Women's group proves that beauty is ageless

June 27, 2000|By SUSAN REIMER

THE LADIES of Rylstone Calendar, illustrated with discreet nude photos of English matrons, has crossed the Great Pond to sink or swim in the land of liposuction.

Reconfigured to cover 18 months instead of 12 and beginning with June 2000 instead of January, it hit U.S. bookstores in time for Mother's Day, and what began as a self-mocking fund-raiser continues its metamorphosis into a phenomenon.

The calendar was the inspiration of members of the Women's Institute of Rylstone in Yorkshire, a silver-haired sisterhood of the pearls-and-twin-set set that meets monthly to hear lectures on homespun topics and raise money for charity.

One of its fund-raising staples has been a calendar that features garden and landscape photos taken by the membership. A few hundred would be printed and sold to raise a few bob for a favorite cause.

But when the husband of one of the members was stricken with leukemia, a joke became a dare and the women decided to create a calendar featuring their naked selves to raise money for leukemia research.

It took less convincing than you might think for the middle-aged membership of the Women's Institute of Rylstone to bare all for the photographer-husband of one of them - and just about as much red wine as you might expect.(One of the photos in the 18-month calendar shows the women relaxing between takes - in bathrobes with empties on the table in front of them.)

The women - wearing pearls and nothing else - are posed at a domestic task. An occasional nipple is visible, and one slightly lumpy bottom, but that is all. All else is artfully hidden by a mixing bowl, a flower pot or a wine press.

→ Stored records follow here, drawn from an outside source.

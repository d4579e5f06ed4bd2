use crate::connection::ConnectionProvider;
use crate::dao::Cursor;
use crate::dao::Dao;
use crate::entity::AttrDescriptor;
use crate::entity::EntityDescriptor;
use crate::error::Result;
use crate::value::AttrType;

/// One row of a join table: identifier, join side, inverse side
#[derive(Clone, Debug, Default, PartialEq)]
pub struct JoinRecord<Id, J, I> {
    pub id:      Id,
    pub join:    J,
    pub inverse: I,
}

impl<Id, J, I> JoinRecord<Id, J, I> {
    pub fn new(id: Id, join: J, inverse: I) -> Self {
        Self { id, join, inverse }
    }
}

/// DAO over a three-column join table whose names are chosen at run time
///
/// ```ignore
/// let members = JoinDao::<i64, i64, i64, _>::new(db, "group_members", "id", "group_id", "user_id")?;
/// members.create_table_with("CREATE TABLE %s (id INTEGER PRIMARY KEY, group_id INTEGER, user_id INTEGER)").await?;
/// members.insert(1, 10, 100).await?;
/// let users = members.inverse_ids(10).await?;
/// ```
pub struct JoinDao<Id, J, I, P> {
    dao:            Dao<JoinRecord<Id, J, I>, P>,
    join_column:    String,
    inverse_column: String,
}

impl<Id, J, I, P> JoinDao<Id, J, I, P>
where
    Id: AttrType + Clone + Default + Send + Sync + 'static,
    J: AttrType + Clone + Default + Send + Sync + 'static,
    I: AttrType + Clone + Default + Send + Sync + 'static,
    P: ConnectionProvider,
{
    pub fn new(provider: P, table_name: &str, id_column: &str, join_column: &str, inverse_column: &str) -> Result<Self> {
        let descriptor = EntityDescriptor::<JoinRecord<Id, J, I>>::new("JoinRecord")
            .table_name(table_name)
            .insert_sql(format!("INSERT INTO %s ({}, {}, {}) VALUES (?,?,?)", id_column, join_column, inverse_column))
            .update_sql(format!("UPDATE %s SET {}=?, {}=?", join_column, inverse_column))
            .attribute(AttrDescriptor::new("id", Id::KIND).id().column_name(id_column))
            .attribute(AttrDescriptor::new("join", J::KIND).column_name(join_column))
            .attribute(AttrDescriptor::new("inverse", I::KIND).column_name(inverse_column))
            .accessors("id", Id::KIND, |r| r.id.clone().into_attr(), |r, v| {
                r.id = Id::from_attr(v)?;
                Ok(())
            })
            .accessors("join", J::KIND, |r| r.join.clone().into_attr(), |r, v| {
                r.join = J::from_attr(v)?;
                Ok(())
            })
            .accessors("inverse", I::KIND, |r| r.inverse.clone().into_attr(), |r, v| {
                r.inverse = I::from_attr(v)?;
                Ok(())
            })
            .constructor(JoinRecord::default);

        Ok(Self {
            dao:            Dao::from_descriptor(provider, &descriptor)?,
            join_column:    join_column.to_string(),
            inverse_column: inverse_column.to_string(),
        })
    }

    pub fn table_name(&self) -> &str {
        self.dao.table_name()
    }

    pub async fn insert(&self, id: Id, join: J, inverse: I) -> Result<u64> {
        self.dao.insert(&JoinRecord::new(id, join, inverse)).await
    }

    pub async fn get_by_id(&self, id: Id) -> Result<Option<JoinRecord<Id, J, I>>> {
        self.dao.get_by_id(id.into_attr()).await
    }

    pub async fn get_all(&self) -> Result<Cursor<JoinRecord<Id, J, I>, P::Connection>> {
        self.dao.get_all().await
    }

    pub async fn update(&self, record: &JoinRecord<Id, J, I>) -> Result<u64> {
        self.dao.update(record).await
    }

    pub async fn delete(&self, id: Id) -> Result<u64> {
        self.dao.delete(id.into_attr()).await
    }

    /// Inverse-side values paired with `join`
    pub async fn inverse_ids(&self, join: J) -> Result<Vec<I>> {
        let records = self.dao.find(&format!("{}=?", self.join_column), vec![join.into_attr()]).await?;
        Ok(records.into_iter().map(|r| r.inverse).collect())
    }

    /// Join-side values paired with `inverse`
    pub async fn join_ids(&self, inverse: I) -> Result<Vec<J>> {
        let records = self.dao.find(&format!("{}=?", self.inverse_column), vec![inverse.into_attr()]).await?;
        Ok(records.into_iter().map(|r| r.join).collect())
    }

    pub async fn create_table_with(&self, ddl: &str) -> Result<()> {
        self.dao.create_table_with(ddl).await
    }

    pub async fn drop_table(&self) -> Result<()> {
        self.dao.drop_table().await
    }
}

The women look healthy and happy and proud and at ease with themselves.

And the calendar has been a smashing success. A special meeting was called to discuss whether they could sell more than 1,000. But it sold out of 88,000 copies, raising upwards of a half-million dollars for research.

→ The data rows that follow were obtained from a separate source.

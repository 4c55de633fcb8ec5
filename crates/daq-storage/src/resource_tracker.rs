//! File provenance: resources and datums.
//!
//! A [`ResourceTracker`] binds the files a detector writes during one
//! stage/unstage cycle to a single resource identity, and hands out one datum
//! reference per acquisition. Event documents carry the datum id instead of
//! pixel data; a reader resolves `datum_id -> resource -> file` through the
//! handler named by the resource `spec`.
//!
//! # Lifecycle
//!
//! ```text
//!            stage()                     unstage()
//! Unstaged ───────────▶ Staged{seq = 0} ───────────▶ Unstaged
//!    │                    │   ▲                        (idempotent)
//!    │ generate_datum()   │   │ generate_datum()
//!    ▼                    └───┘ seq += 1
//! Lifecycle error
//! ```
//!
//! Sequence numbers restart at 0 on every stage. Queued Resource and Datum
//! documents survive unstage until drained by [`ResourceTracker::collect_asset_docs`].

use daq_core::capabilities::StageRequest;
use daq_core::error::{AppResult, DaqError};
use daq_core::experiment::{new_uid, DatumDoc, Document, ResourceDoc};
use parking_lot::Mutex;
use serde::Serialize;
use serde_json::{Map, Value};
use std::collections::BTreeMap;
use std::path::{Path, PathBuf};
use tracing::{debug, info};

/// Handler spec for area-detector TIFF series.
pub const ADC_TIFF: &str = "ADC_TIFF";

/// `root / relative_path / filename`
pub fn compose_path(root: &Path, relative_path: &Path, filename: &str) -> PathBuf {
    root.join(relative_path).join(filename)
}

/// The file series of one stage/unstage cycle.
#[derive(Debug, Clone, PartialEq, Serialize)]
pub struct ResourceDescriptor {
    /// Fresh per stage
    pub uid: String,
    /// Handler spec, `ADC_TIFF` by default
    pub spec: String,
    /// Absolute root
    pub root: PathBuf,
    /// Series directory below `root`
    pub relative_path: PathBuf,
    /// Handler arguments (`template`, `frame_per_point`)
    pub resource_kwargs: BTreeMap<String, Value>,
}

impl ResourceDescriptor {
    /// Absolute path of `filename` in this series.
    pub fn artifact_path(&self, filename: &str) -> PathBuf {
        compose_path(&self.root, &self.relative_path, filename)
    }

    /// Resource document, optionally linked to a run
    pub fn to_document(&self, run_start: Option<&str>) -> ResourceDoc {
        ResourceDoc {
            uid: self.uid.clone(),
            spec: self.spec.clone(),
            root: self.root.to_string_lossy().into_owned(),
            resource_path: self.relative_path.to_string_lossy().into_owned(),
            resource_kwargs: self.resource_kwargs.clone(),
            run_start: run_start.map(str::to_string),
        }
    }
}

/// One slot of a resource.
#[derive(Debug, Clone, PartialEq, Serialize)]
pub struct DatumReference {
    /// Owning resource
    pub resource_uid: String,
    /// `<resource uid>/<seq>`
    pub datum_id: String,
    /// Sequence within the stage cycle, from 0
    pub seq: u64,
    /// Event field the datum fills
    pub key: String,
    /// `point_number`, `timestamp` and caller parameters
    pub datum_kwargs: BTreeMap<String, Value>,
}

impl DatumReference {
    /// Datum document for this slot
    pub fn to_document(&self) -> DatumDoc {
        DatumDoc {
            resource_uid: self.resource_uid.clone(),
            datum_id: self.datum_id.clone(),
            datum_kwargs: self.datum_kwargs.clone(),
        }
    }
}

struct Staged {
    descriptor: ResourceDescriptor,
    next_seq: u64,
    datums: Vec<DatumReference>,
}

#[derive(Default)]
struct TrackerState {
    staged: Option<Staged>,
    pending: Vec<Document>,
}

/// Owns the live resource descriptor and its datum cache.
pub struct ResourceTracker {
    spec: String,
    frame_per_point: u64,
    state: Mutex<TrackerState>,
}

impl Default for ResourceTracker {
    fn default() -> Self {
        Self::new()
    }
}

impl std::fmt::Debug for ResourceTracker {
    fn fmt(&self, f: &mut std::fmt::Formatter<'_>) -> std::fmt::Result {
        f.debug_struct("ResourceTracker")
            .field("spec", &self.spec)
            .field("staged", &self.is_staged())
            .field("datums", &self.datum_count())
            .finish()
    }
}

impl ResourceTracker {
    /// Tracker for `ADC_TIFF` series, one frame per point.
    pub fn new() -> Self {
        Self::with_spec(ADC_TIFF)
    }

    /// Tracker for another handler spec
    pub fn with_spec(spec: impl Into<String>) -> Self {
        Self {
            spec: spec.into(),
            frame_per_point: 1,
            state: Mutex::new(TrackerState::default()),
        }
    }

    /// Handler spec stamped on every resource
    pub fn spec(&self) -> &str {
        &self.spec
    }

    /// Open a new resource.
    ///
    /// `root` must be absolute and `relative_path` relative. Queues a
    /// Resource document.
    pub fn stage(&self, request: &StageRequest) -> AppResult<ResourceDescriptor> {
        if !request.root.is_absolute() {
            return Err(DaqError::Configuration(format!(
                "Resource root '{}' is not absolute",
                request.root.display()
            )));
        }
        if request.relative_path.is_absolute() {
            return Err(DaqError::Configuration(format!(
                "Resource path '{}' must be relative to the root",
                request.relative_path.display()
            )));
        }

        let mut state = self.state.lock();
        if let Some(staged) = &state.staged {
            return Err(DaqError::Lifecycle(format!(
                "Already staged (resource {})",
                staged.descriptor.uid
            )));
        }

        let mut resource_kwargs = BTreeMap::new();
        resource_kwargs.insert(
            "template".to_string(),
            Value::String(request.naming_template.clone()),
        );
        resource_kwargs.insert("frame_per_point".to_string(), Value::from(self.frame_per_point));

        let descriptor = ResourceDescriptor {
            uid: new_uid(),
            spec: self.spec.clone(),
            root: request.root.clone(),
            relative_path: request.relative_path.clone(),
            resource_kwargs,
        };
        state.pending.push(Document::Resource(
            descriptor.to_document(request.run_start.as_deref()),
        ));
        state.staged = Some(Staged {
            descriptor: descriptor.clone(),
            next_seq: 0,
            datums: Vec::new(),
        });

        info!(
            resource = %descriptor.uid,
            spec = %descriptor.spec,
            path = %descriptor.artifact_path("").display(),
            "Resource staged"
        );
        Ok(descriptor)
    }

    /// Reference the next slot of the staged resource.
    ///
    /// `point_number` and `timestamp` are always set by the tracker; caller
    /// `params` cannot override them.
    pub fn generate_datum(
        &self,
        key: &str,
        timestamp: f64,
        params: Map<String, Value>,
    ) -> AppResult<DatumReference> {
        let mut state = self.state.lock();
        let staged = state.staged.as_mut().ok_or_else(|| {
            DaqError::Lifecycle(format!("Cannot generate datum for '{}' while unstaged", key))
        })?;

        let seq = staged.next_seq;
        staged.next_seq += 1;

        let mut datum_kwargs: BTreeMap<String, Value> = params.into_iter().collect();
        datum_kwargs.insert("point_number".to_string(), Value::from(seq));
        datum_kwargs.insert("timestamp".to_string(), Value::from(timestamp));

        let datum = DatumReference {
            resource_uid: staged.descriptor.uid.clone(),
            datum_id: format!("{}/{}", staged.descriptor.uid, seq),
            seq,
            key: key.to_string(),
            datum_kwargs,
        };
        staged.datums.push(datum.clone());
        state.pending.push(Document::Datum(datum.to_document()));

        debug!(datum = %datum.datum_id, key, "Datum generated");
        Ok(datum)
    }

    /// Close the resource and clear the datum cache. Returns the closed
    /// descriptor, or `None` if nothing was staged.
    /// Close the resource and drop the datum cache. Idempotent.
    ///
    /// Queued documents stay until [`collect_asset_docs`](Self::collect_asset_docs).
    pub fn unstage(&self) -> Option<ResourceDescriptor> {
        let closed = self.state.lock().staged.take();
        match closed {
            Some(staged) => {
                info!(
                    resource = %staged.descriptor.uid,
                    datums = staged.datums.len(),
                    "Resource unstaged"
                );
                Some(staged.descriptor)
            }
            None => {
                debug!("Unstage while unstaged");
                None
            }
        }
    }

    /// Whether a resource is open
    pub fn is_staged(&self) -> bool {
        self.state.lock().staged.is_some()
    }

    /// The live descriptor
    pub fn descriptor(&self) -> Option<ResourceDescriptor> {
        self.state
            .lock()
            .staged
            .as_ref()
            .map(|s| s.descriptor.clone())
    }

    /// Datums of the current cycle, in sequence order
    pub fn datums(&self) -> Vec<DatumReference> {
        self.state
            .lock()
            .staged
            .as_ref()
            .map(|s| s.datums.clone())
            .unwrap_or_default()
    }

    /// Datums generated since the last stage
    pub fn datum_count(&self) -> usize {
        self.state
            .lock()
            .staged
            .as_ref()
            .map_or(0, |s| s.datums.len())
    }

    /// Absolute path of `filename` in the staged series.
    pub fn artifact_path(&self, filename: &str) -> AppResult<PathBuf> {
        self.state
            .lock()
            .staged
            .as_ref()
            .map(|s| s.descriptor.artifact_path(filename))
            .ok_or_else(|| DaqError::Lifecycle("No resource staged".to_string()))
    }

    /// Drain queued Resource and Datum documents, oldest first.
    pub fn collect_asset_docs(&self) -> Vec<Document> {
        std::mem::take(&mut self.state.lock().pending)
    }
}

Since the calendar, the ladies have posed for a Christmas card and a billboard advertising laundry detergent, and they have strolled down a runway modeling lingerie to thunderous applause. There is even a movie deal in the works.

All the proceeds go to fight the disease that claimed John Baker, whose widow, Angela, is Miss February, pictured at piano playing "Jerusalem," a hymn about England's beauty that is sung at the opening of each meeting.

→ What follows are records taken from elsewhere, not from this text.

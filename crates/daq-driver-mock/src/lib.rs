//! Simulated hardware for pe-daq
//!
//! Provides a simulated Perkin-Elmer area detector for running the count
//! protocol without physical hardware. Simulated work uses
//! `tokio::time::sleep`, never `std::thread::sleep`, so tests can run on
//! paused time.
//!
//! # Modes
//!
//! - Instant: exposures complete immediately
//! - Realistic: `AcquireTime × NumImages` plus 133 ms readout per frame
//! - Chaos: realistic timing with up to 10% jitter
//!
//! Error injection ([`ErrorConfig`]) is independent of the mode.

pub mod common;
pub mod perkin_elmer;

pub use common::{ErrorConfig, ErrorScenario, ErrorSettings, MockMode, MockRng, TimingConfig};
pub use perkin_elmer::{
    channels, render_file_template, ExposureKind, PerkinElmerBuilder, PerkinElmerConfig,
    PerkinElmerDetector, SimulatedExposure, DEFAULT_FILE_TEMPLATE, DEFAULT_PREFIX, DRIVER_TYPE,
};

"This is not about looks or age, it's about spirit. I like to think of it as a celebration of women in full bloom," said Tricia Stewart, who turned to Angela Baker at a meeting and whispered the sarcastic suggestion that became the calendar.

"The unintentional side effect has been to change the perception of the older woman," said Stewart, who poses as Miss October at the wine press. "But that wasn't why we did it."

Workman, the U.S. publisher, says its printing of 116,000 is selling extremely well here in the land of Brandi Chastain and jog bras and washboard stomachs.

But my guess is it isn't being purchased by men who want to look at these naked bodies, but rather by women who are silently cheering the women of Rylstone.

This is, after all, the Mecca of youth and bone-thin beauty. Of firm breasts and waspish waists and legs as narrow at the thigh as they are at the calf. Thick and lumpy don't cut it here in the colonies.

I wish it were true that the Rubenesque bodies of middle-aged women were henceforth to be desirable thanks to the bold women of Rylstone, but I doubt it.

Liz Taylor isn't going to get on the cover of People wearing a Jennifer Lopez scarf dress. The magazine might salute her spunky recovery from brain surgery with a photo of her short-cropped white hair, but this country hasn't wanted to see Liz Taylor's body since 1958 and "Cat on a Hot Tin Roof."

The problem is that the female population of the United States is aging rapidly, but not many of us are growing up. We have Jennifer Lopez daydreams in Liz Taylor bodies. Every birthday means another body part to conceal.

When we look at ourselves naked - if we do at all - we compare ourselves not with the women of Rylstone, but with the girls next door. And we are disappointed, resentful, full of longing and discontent.

What sets the women of Rylstone apart, I think, is not that they had the courage to pose naked for a calendar photo, but they believed someone wanted to see them that way.